They don’t get pressure on the quarterback.

Due to injury, they have an over-the-hill power running back returning kicks.

And, most glaring of all, they possess one of the worst NFL offensive lines in recent memory, which severely hinders their run game and makes Aaron Rodgers, who has become one of the NFL’s best quarterbacks in an astonishingly short period of time, the biggest whipping boy since Saved By The Bell ’s Screech.

If the 2010 Packers can shore up that offensive line, they can play with anyone.

But this 2009 Packer team will be in a dogfight for one of two NFC Wild Card spots, and despite the alarming increase in godawful NFL teams this year, the Packers will face some stiff competition for those spots: Atlanta, Chicago, and any team from the NFC East not based in the nation’s capital are talented teams that will be fighting with the Packers for a postseason berth.

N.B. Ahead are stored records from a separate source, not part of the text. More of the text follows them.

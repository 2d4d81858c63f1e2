use anyhow::Result;
use tracing_subscriber::EnvFilter;

use justified_grid::bench;

fn main() -> Result<()> {
    tracing_subscriber::fmt()
        .with_env_filter(
            EnvFilter::from_default_env()
                .add_directive("justified_grid=info".parse()?)
                .add_directive("jgrid=info".parse()?),
        )
        .init();

    if let Some(args) = bench::maybe_parse_args()? {
        let code = bench::run_benchmark(args)?;
        std::process::exit(code);
    }

    run_gui()
}

#[cfg(feature = "gtk")]
fn run_gui() -> Result<()> {
    let app = justified_grid::app::GridApp::new();
    std::process::exit(app.run());
}

#[cfg(not(feature = "gtk"))]
fn run_gui() -> Result<()> {
    anyhow::bail!("built without the `gtk` feature; use --benchmark or rebuild with --features gtk")
}
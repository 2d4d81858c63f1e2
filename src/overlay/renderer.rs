use std::rc::Rc;

use tracing::{debug, trace, warn};
use xxhash_rust::xxh3::Xxh3;

use crate::config::LodSettings;
use crate::error::OverlayError;
use crate::models::BoundingBox;
use crate::overlay::lod::OverlayFrame;
use crate::overlay::surface::{Capability, OverlaySurface, SurfaceFactory};

/// Result of one [`LodOverlayRenderer::render`] call.
#[derive(Debug, Clone, Copy, PartialEq, Eq)]
pub enum RenderOutcome {
    Drawn { boxes: usize, reduced: bool },
    /// Same inputs as the previous draw; the surface already shows them.
    Unchanged,
    /// Zero-sized input; the surface was released.
    Released,
    /// No usable surface. Nothing was drawn.
    Unavailable,
}

/// Draws one cell's annotation boxes, all of them or a top-K subset
/// depending on the rendered width.
pub struct LodOverlayRenderer {
    factory: Rc<dyn SurfaceFactory>,
    settings: LodSettings,
    surface: Option<Box<dyn OverlaySurface>>,
    signature: Option<u64>,
    failed: bool,
    draws: u64,
}

impl LodOverlayRenderer {
    pub fn new(factory: Rc<dyn SurfaceFactory>, settings: LodSettings) -> Self {
        Self {
            factory,
            settings,
            surface: None,
            signature: None,
            failed: false,
            draws: 0,
        }
    }

    /// False once surface creation or drawing has failed, or when the
    /// factory has nothing to offer.
    pub fn is_available(&self) -> bool {
        !self.failed && self.factory.capability().can_draw()
    }

    pub fn capability(&self) -> Capability {
        if self.failed {
            Capability::Unavailable
        } else {
            self.factory.capability()
        }
    }

    pub fn set_settings(&mut self, settings: LodSettings) {
        self.settings = settings;
    }

    pub fn surface(&self) -> Option<&dyn OverlaySurface> {
        self.surface.as_deref()
    }

    pub fn draws(&self) -> u64 {
        self.draws
    }

    /// Renders `boxes` for an image displayed at `width x height`.
    pub fn render(&mut self, boxes: &[BoundingBox], width: f32, height: f32) -> RenderOutcome {
        let (surface_w, surface_h) = (pixel_extent(width), pixel_extent(height));
        if surface_w == 0 || surface_h == 0 {
            self.release();
            return RenderOutcome::Released;
        }
        if !self.is_available() {
            return RenderOutcome::Unavailable;
        }

        let signature = self.signature_of(boxes, width, height);
        if self.signature == Some(signature) && self.surface.is_some() {
            return RenderOutcome::Unchanged;
        }

        let needs_surface = self
            .surface
            .as_ref()
            .map_or(true, |s| s.size() != (surface_w, surface_h));
        if needs_surface {
            self.release();
            match self.factory.create(surface_w, surface_h) {
                Ok(surface) => self.surface = Some(surface),
                Err(e) => return self.degrade(e),
            }
        }

        let frame = OverlayFrame::build(boxes, width, height, self.settings);
        let Some(surface) = self.surface.as_mut() else {
            return RenderOutcome::Unavailable;
        };
        if let Err(e) = surface.draw(&frame) {
            return self.degrade(e);
        }

        self.signature = Some(signature);
        self.draws += 1;
        trace!(
            boxes = frame.boxes.len(),
            reduced = frame.reduced,
            surface_w,
            surface_h,
            "Overlay drawn"
        );
        RenderOutcome::Drawn {
            boxes: frame.boxes.len(),
            reduced: frame.reduced,
        }
    }

    /// Drops the surface and its GPU resources.
    pub fn release(&mut self) {
        self.surface = None;
        self.signature = None;
    }

    /// Size errors only skip this frame. Anything else disables the
    /// renderer for good.
    fn degrade(&mut self, error: OverlayError) -> RenderOutcome {
        self.release();
        match error {
            OverlayError::SurfaceTooLarge { .. } | OverlayError::EmptySurface => {
                debug!("Overlay skipped at this size: {}", error);
            }
            _ => {
                warn!("Overlay rendering disabled: {}", error);
                self.failed = true;
            }
        }
        RenderOutcome::Unavailable
    }

    fn signature_of(&self, boxes: &[BoundingBox], width: f32, height: f32) -> u64 {
        let mut hasher = Xxh3::new();
        hasher.update(&width.to_bits().to_le_bytes());
        hasher.update(&height.to_bits().to_le_bytes());
        hasher.update(&self.settings.threshold_px.to_bits().to_le_bytes());
        hasher.update(&(self.settings.max_boxes as u64).to_le_bytes());
        for b in boxes {
            for v in [b.x_min, b.y_min, b.x_max, b.y_max] {
                hasher.update(&v.to_bits().to_le_bytes());
            }
            hasher.update(&b.color.0);
        }
        hasher.digest()
    }
}

impl Drop for LodOverlayRenderer {
    fn drop(&mut self) {
        self.release();
    }
}

fn pixel_extent(v: f32) -> u32 {
    if v.is_finite() && v >= 0.5 {
        v.round() as u32
    } else {
        0
    }
}
pub mod coordinator;
pub mod justified;
pub mod layout_cache;
pub mod pagination;
pub mod virtualizer;

pub use coordinator::{FrameScheduler, ManualFrameScheduler, RemeasureCoordinator, ResizeEffect};
pub use justified::{pack, JustifiedLayout, RowBreak};
pub use layout_cache::{CachedLayoutComputer, LayoutCache};
pub use pagination::{PaginationState, PaginationTrigger};
pub use virtualizer::{VirtualRow, VirtualWindow, Virtualizer};
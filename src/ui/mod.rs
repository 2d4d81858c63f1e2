pub mod frame_clock;
pub mod grid_view;

pub use frame_clock::GlibFrameScheduler;
pub use grid_view::GridView;
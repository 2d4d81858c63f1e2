//! Annotation overlays drawn on top of grid cells.

pub mod gpu;
pub mod lod;
pub mod renderer;
pub mod surface;

use std::rc::Rc;

use tracing::info;

pub use gpu::{GpuContext, GpuSurface, GpuSurfaceFactory};
pub use lod::{select_boxes, stroke_width, OverlayFrame};
pub use renderer::{LodOverlayRenderer, RenderOutcome};
pub use surface::{Capability, CpuSurface, CpuSurfaceFactory, OverlaySurface, SurfaceFactory};

/// Picks the GPU factory when the probe succeeds. Otherwise falls back to
/// CPU rasterisation if allowed, or to a factory that draws nothing.
pub fn default_factory(allow_cpu_fallback: bool) -> Rc<dyn SurfaceFactory> {
    let gpu = GpuSurfaceFactory::new();
    if gpu.capability() == Capability::Gpu || !allow_cpu_fallback {
        return Rc::new(gpu);
    }
    info!("Using CPU overlay surfaces");
    Rc::new(CpuSurfaceFactory)
}
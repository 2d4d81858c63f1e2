use std::fmt;
use std::sync::Arc;

/// Stable identifier of an image within a collection session.
#[derive(Debug, Clone, Copy, PartialEq, Eq, Hash, PartialOrd, Ord)]
pub struct ImageId(pub u64);

impl fmt::Display for ImageId {
    fn fmt(&self, f: &mut fmt::Formatter<'_>) -> fmt::Result {
        write!(f, "#{}", self.0)
    }
}

/// RGBA display colour of an annotation box.
#[derive(Debug, Clone, Copy, PartialEq, Eq, Hash)]
pub struct BoxColor(pub [u8; 4]);

impl BoxColor {
    pub const DEFAULT: BoxColor = BoxColor([0x00, 0xff, 0x88, 0xff]);

    /// Parses `#rrggbb` or `#rrggbbaa` (leading `#` optional).
    pub fn from_hex(input: &str) -> Option<Self> {
        let hex = input.trim().trim_start_matches('#');
        if hex.len() != 6 && hex.len() != 8 {
            return None;
        }
        let channel = |i: usize| u8::from_str_radix(hex.get(i..i + 2)?, 16).ok();
        let alpha = if hex.len() == 8 { channel(6)? } else { 0xff };
        Some(Self([channel(0)?, channel(2)?, channel(4)?, alpha]))
    }

    pub fn to_f32(self) -> [f32; 4] {
        let [r, g, b, a] = self.0;
        [
            r as f32 / 255.0,
            g as f32 / 255.0,
            b as f32 / 255.0,
            a as f32 / 255.0,
        ]
    }
}

impl Default for BoxColor {
    fn default() -> Self {
        Self::DEFAULT
    }
}

/// Annotation box in image-relative coordinates, `[0,1] x [0,1]`.
#[derive(Debug, Clone, Copy, PartialEq)]
pub struct BoundingBox {
    pub x_min: f32,
    pub y_min: f32,
    pub x_max: f32,
    pub y_max: f32,
    pub color: BoxColor,
}

impl BoundingBox {
    pub fn new(x_min: f32, y_min: f32, x_max: f32, y_max: f32, color: BoxColor) -> Self {
        Self {
            x_min,
            y_min,
            x_max,
            y_max,
            color,
        }
    }

    /// Returns the box with coordinates clamped to the unit square and
    /// min/max swapped where they arrive inverted. NaN collapses to 0.
    pub fn normalized(&self) -> Self {
        let unit = |v: f32| if v.is_nan() { 0.0 } else { v.clamp(0.0, 1.0) };
        let (x0, x1) = (unit(self.x_min), unit(self.x_max));
        let (y0, y1) = (unit(self.y_min), unit(self.y_max));
        Self {
            x_min: x0.min(x1),
            y_min: y0.min(y1),
            x_max: x0.max(x1),
            y_max: y0.max(y1),
            color: self.color,
        }
    }

    /// Normalized area, `(x_max - x_min) * (y_max - y_min)`.
    pub fn area(&self) -> f32 {
        let b = self.normalized();
        (b.x_max - b.x_min) * (b.y_max - b.y_min)
    }
}

/// Downstream data attached to an image. Opaque to the layout engine.
#[derive(Debug, Clone, Default, PartialEq)]
pub struct ImagePayload {
    pub boxes: Vec<BoundingBox>,
    pub tags: Vec<String>,
}

#[derive(Debug, Clone)]
pub struct ImageRecord {
    pub id: ImageId,
    pub width: u32,
    pub height: u32,
    pub payload: Arc<ImagePayload>,
}

impl ImageRecord {
    /// Create a record without annotations.
    pub fn new(id: ImageId, width: u32, height: u32) -> Self {
        Self {
            id,
            width,
            height,
            payload: Arc::new(ImagePayload::default()),
        }
    }

    pub fn with_payload(mut self, payload: ImagePayload) -> Self {
        self.payload = Arc::new(payload);
        self
    }

    /// Width / height. Degenerate dimensions fall back to a square tile.
    pub fn aspect_ratio(&self) -> f32 {
        if self.width == 0 || self.height == 0 {
            1.0
        } else {
            self.width as f32 / self.height as f32
        }
    }

    pub fn boxes(&self) -> &[BoundingBox] {
        &self.payload.boxes
    }
}

#[cfg(test)]
mod tests {
    use super::*;

    #[test]
    fn test_aspect_ratio() {
        assert!((ImageRecord::new(ImageId(1), 1920, 1080).aspect_ratio() - 16.0 / 9.0).abs() < 1e-6);
        assert_eq!(ImageRecord::new(ImageId(2), 0, 1080).aspect_ratio(), 1.0);
        assert_eq!(ImageRecord::new(ImageId(3), 1920, 0).aspect_ratio(), 1.0);
    }

    #[test]
    fn test_color_from_hex() {
        assert_eq!(
            BoxColor::from_hex("#ff8000"),
            Some(BoxColor([0xff, 0x80, 0x00, 0xff]))
        );
        assert_eq!(
            BoxColor::from_hex("10203040"),
            Some(BoxColor([0x10, 0x20, 0x30, 0x40]))
        );
        assert_eq!(BoxColor::from_hex("#fff"), None);
        assert_eq!(BoxColor::from_hex("#gg0000"), None);
    }

    #[test]
    fn test_box_normalization() {
        let b = BoundingBox::new(0.8, 1.4, -0.2, 0.5, BoxColor::DEFAULT).normalized();
        assert_eq!((b.x_min, b.x_max), (0.0, 0.8));
        assert_eq!((b.y_min, b.y_max), (0.5, 1.0));
        assert!((b.area() - 0.4).abs() < 1e-6);
    }
}
impl GridEngine {
    pub fn new(config: GridConfig, scheduler: Box<dyn FrameScheduler>) -> Self {
        let layout = config.layout.sanitized();
        let config = GridConfig { layout, ..config };
        let mut coordinator = RemeasureCoordinator::new(scheduler);
        if layout.container_width > 0.0 {
            coordinator.observe_resize(layout.container_width, 0.0);
        }

        Self {
            computer: CachedLayoutComputer::with_layout(JustifiedLayout::from_config(&layout)),
            virtualizer: Virtualizer::new(layout.spacing, config.overscan_rows),
            config,
            images: Vec::new(),
            rows: Vec::new(),
            coordinator,
            pagination: PaginationTrigger::default(),
            source: None,
            pages: None,
            scroll_offset: 0.0,
            window: VirtualWindow::default(),
            mounted: true,
            frames: 0,
        }
    }

    /// Connects the paginated data source and the channel its pages arrive on.
    pub fn attach_source(&mut self, source: Box<dyn PageSource>, pages: PageReceiver) {
        self.source = Some(source);
        self.pages = Some(pages);
        self.pagination.reset();
    }

    pub fn config(&self) -> &GridConfig {
        &self.config
    }

    pub fn lod_settings(&self) -> LodSettings {
        self.config.lod
    }

    pub fn images(&self) -> &[ImageRecord] {
        &self.images
    }

    /// Rows as of the last frame.
    pub fn rows(&self) -> &[RowModel] {
        &self.rows
    }

    pub fn visible_window(&self) -> &VirtualWindow {
        &self.window
    }

    pub fn total_height(&self) -> f32 {
        self.window.total_height
    }

    pub fn scroll_offset(&self) -> f32 {
        self.window.scroll_offset
    }

    pub fn is_mounted(&self) -> bool {
        self.mounted
    }

    pub fn has_pending_work(&self) -> bool {
        self.coordinator.has_pending()
    }

    pub fn frames(&self) -> u64 {
        self.frames
    }

    pub fn virtualizer(&self) -> &Virtualizer {
        &self.virtualizer
    }

    pub fn pagination(&self) -> &PaginationTrigger {
        &self.pagination
    }

    /// Container size from the host. A width change schedules a repack; a
    /// height change only moves the viewport.
    pub fn set_container_size(&mut self, width: f32, height: f32) -> ResizeEffect {
        let effect = self.coordinator.observe_resize(width, height);
        if effect == ResizeEffect::ViewportOnly {
            self.refresh_window();
        }
        effect
    }

    pub fn set_scroll_offset(&mut self, offset: f32) {
        self.scroll_offset = if offset.is_finite() { offset.max(0.0) } else { 0.0 };
        self.refresh_window();
    }

    /// Scrolls so that `row` sits at the top of the viewport.
    pub fn scroll_to_row(&mut self, row: usize) -> Option<f32> {
        let offset = self.virtualizer.scroll_offset_for_row(row)?;
        self.set_scroll_offset(offset);
        Some(self.window.scroll_offset)
    }

    pub fn set_zoom(&mut self, zoom: ZoomLevel) {
        self.set_layout(zoom.target_row_height(), self.config.layout.spacing);
    }

    /// Explicit target row height and spacing. Treated like a resize.
    pub fn set_layout(&mut self, target_row_height: f32, spacing: f32) {
        let mut layout = self.config.layout;
        layout.target_row_height = target_row_height;
        layout.spacing = spacing;
        let layout = layout.sanitized();
        if layout == self.config.layout {
            return;
        }
        debug!(
            target = layout.target_row_height,
            spacing = layout.spacing,
            "Layout settings changed"
        );
        self.config.layout = layout;
        self.coordinator.observe_layout_changed();
    }

    pub fn set_lod_settings(&mut self, lod: LodSettings) {
        self.config.lod = lod;
    }

    /// Appends a page of records. Returns false, dropping the page, once the
    /// engine has been unmounted.
    pub fn append_page(&mut self, page: Vec<ImageRecord>) -> bool {
        if !self.mounted {
            debug!(images = page.len(), "Discarding page for unmounted grid");
            return false;
        }
        if page.is_empty() {
            return true;
        }
        self.images.extend(page);
        self.coordinator.observe_rows_changed();
        true
    }

    /// Replaces the whole collection, e.g. when switching folders.
    pub fn set_images(&mut self, images: Vec<ImageRecord>) {
        if !self.mounted {
            return;
        }
        self.images = images;
        self.scroll_offset = 0.0;
        self.pagination.reset();
        self.coordinator.observe_rows_changed();
    }

    /// Reports the actual rendered height of a row.
    pub fn record_row_height(&mut self, row: usize, height: f32) {
        if self.virtualizer.record_measurement(row, height) {
            trace!(row, height, "Row measurement differs from estimate");
            self.coordinator.observe_measurement();
        }
    }

    /// Drains delivered pages between frames. Returns how many images were
    /// added.
    ///
    /// A wakeup with nothing to drain re-checks pagination against the
    /// current window, so a source whose flags settle after its page was
    /// merged is still asked for the next one.
    pub fn poll_pages(&mut self) -> usize {
        let added = self.drain_pages();
        if added > 0 {
            self.coordinator.observe_rows_changed();
        } else if self.mounted && !self.coordinator.has_pending() {
            self.maybe_paginate();
        }
        added
    }

    fn drain_pages(&mut self) -> usize {
        if !self.mounted {
            return 0;
        }
        let Some(pages) = &self.pages else {
            return 0;
        };
        let mut added = 0;
        for page in pages.drain() {
            added += page.len();
            self.images.extend(page);
        }
        if added > 0 {
            debug!(added, total = self.images.len(), "Merged delivered pages");
        }
        added
    }

    /// The host's frame callback. Applies every change coalesced since the
    /// previous frame: repack, then remeasure, then the new window.
    pub fn on_frame(&mut self) {
        if !self.mounted {
            return;
        }
        self.frames += 1;

        let merged = self.drain_pages() > 0;
        let mut work = self.coordinator.take_pending();
        work.repack |= merged;
        work.remeasure |= merged;

        if work.repack {
            self.repack();
        }
        if work.remeasure {
            self.virtualizer.remeasure();
        }
        self.refresh_window();
    }

    fn repack(&mut self) {
        let layout = self.config.layout;
        self.config.layout.container_width = self.coordinator.container_width();
        self.computer
            .set_layout(JustifiedLayout::from_config(&self.config.layout));
        self.virtualizer.set_row_gap(layout.spacing);
        self.virtualizer.set_overscan(self.config.overscan_rows);

        self.rows = self
            .computer
            .compute(&self.images, self.config.layout.container_width);
        self.virtualizer.set_rows(&self.rows);
        debug!(
            images = self.images.len(),
            rows = self.rows.len(),
            width = self.config.layout.container_width,
            "Repacked rows"
        );
    }

    fn refresh_window(&mut self) {
        if !self.mounted || self.coordinator.has_pending() {
            return;
        }
        self.window = self
            .virtualizer
            .window(self.scroll_offset, self.coordinator.viewport_height());
        self.maybe_paginate();
    }

    fn maybe_paginate(&mut self) {
        if self.coordinator.container_width() <= 0.0 {
            return;
        }
        let Some(source) = self.source.as_mut() else {
            return;
        };
        let fire = self.pagination.evaluate(
            self.window.last_index(),
            self.rows.len(),
            self.images.len(),
            source.state(),
        );
        if fire {
            info!(
                images = self.images.len(),
                rows = self.rows.len(),
                "Fetching next page"
            );
            source.fetch_next();
        }
    }

    /// Cells of every row in the current window.
    pub fn visible_cells(&self) -> Vec<VisibleCell> {
        self.window
            .rows
            .iter()
            .filter_map(|vrow| self.rows.get(vrow.index).map(|row| (vrow, row)))
            .flat_map(|(vrow, row)| {
                row.items.iter().map(move |item| VisibleCell {
                    row: vrow.index,
                    image_index: item.image_index,
                    image_id: item.image_id,
                    x: item.offset_x,
                    y: vrow.offset,
                    width: item.display_w,
                    height: item.display_h,
                })
            })
            .collect()
    }

    /// Cell under a content-space point.
    pub fn cell_at(&self, x: f32, y: f32) -> Option<VisibleCell> {
        let vrow = self
            .window
            .rows
            .iter()
            .find(|r| y >= r.offset && y < r.offset + r.height)?;
        let item = self.rows.get(vrow.index)?.item_at(x)?;
        Some(VisibleCell {
            row: vrow.index,
            image_index: item.image_index,
            image_id: item.image_id,
            x: item.offset_x,
            y: vrow.offset,
            width: item.display_w,
            height: item.display_h,
        })
    }

    /// Tears the grid down. Pages still in flight are discarded when they
    /// arrive.
    pub fn unmount(&mut self) {
        if !self.mounted {
            return;
        }
        self.mounted = false;
        self.pages = None;
        self.source = None;
        self.window = VirtualWindow::default();
        info!(images = self.images.len(), "Grid unmounted");
    }
}
//! Windowed justified-layout engine for large image grids.
//!
//! Images are packed into rows that fill the container width, only the
//! rows near the viewport are materialised, more pages are requested as
//! the window approaches the end, and per-image annotation boxes are drawn
//! with a level-of-detail cutoff.

pub mod bench;
pub mod config;
pub mod engine;
pub mod error;
pub mod feed;
pub mod layout;
pub mod models;
pub mod overlay;

#[cfg(feature = "gtk")]
pub mod app;
#[cfg(feature = "gtk")]
pub mod ui;

pub use config::{GridConfig, LayoutConfig, LodSettings, PreferenceStore, ZoomLevel};
pub use engine::{GridEngine, VisibleCell};
pub use error::{FeedError, OverlayError};
pub use layout::{pack, FrameScheduler, ManualFrameScheduler};
pub use models::{BoundingBox, ImageId, ImageRecord, RowModel};
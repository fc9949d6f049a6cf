use crate::snapshot::{CounterSnapshot, RawDocument};
use chrono::NaiveDate;
use std::collections::BTreeMap;

/// Two-tier counter state: the last snapshot confirmed by the remote store plus
/// local optimistic values that have not been reflected back yet.
///
/// Every read goes through [`DailyCounterState::current`], which is the
/// confirmed snapshot overlaid with the optimistic values.
#[derive(Debug, Clone, Default)]
pub struct DailyCounterState {
    confirmed: CounterSnapshot,
    optimistic: BTreeMap<NaiveDate, u64>,
    current: CounterSnapshot,
}

impl DailyCounterState {
    pub fn new() -> Self {
        Self::default()
    }

    /// Authoritative replacement. Drops every optimistic value.
    pub fn on_remote_snapshot(&mut self, raw: &RawDocument) {
        self.confirmed = CounterSnapshot::from_raw(raw);
        self.optimistic.clear();
        self.current = self.confirmed.clone();
    }

    pub fn on_sign_out(&mut self) {
        self.confirmed = CounterSnapshot::new();
        self.optimistic.clear();
        self.current = CounterSnapshot::new();
    }

    /// Records a provisional count. Counts never move backwards locally.
    pub fn apply_optimistic(&mut self, date: NaiveDate, count: u64) {
        if count <= self.current.get(date) {
            return;
        }
        self.optimistic.insert(date, count);
        self.current.set(date, count);
    }

    pub fn count_for(&self, date: NaiveDate) -> u64 {
        self.current.get(date)
    }

    pub fn current(&self) -> &CounterSnapshot {
        &self.current
    }

    pub fn confirmed(&self) -> &CounterSnapshot {
        &self.confirmed
    }

    #[cfg(test)]
    pub fn has_optimistic(&self) -> bool {
        !self.optimistic.is_empty()
    }
}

To make matters worse, the Packers have already played the majority of their cupcake games: After Tampa, Green Bay must play Baltimore, a rejuvenated Dallas, plus road games at Pittsburgh, at Arizona, and at Chicago.

The Vikings, meanwhile, get a very winnable three-game home stand after their bye week, and while some may question Favre’s durability as the season progresses, it seems just as likely that having the Packers games behind him has to be such a huge relief that he might even start to play better.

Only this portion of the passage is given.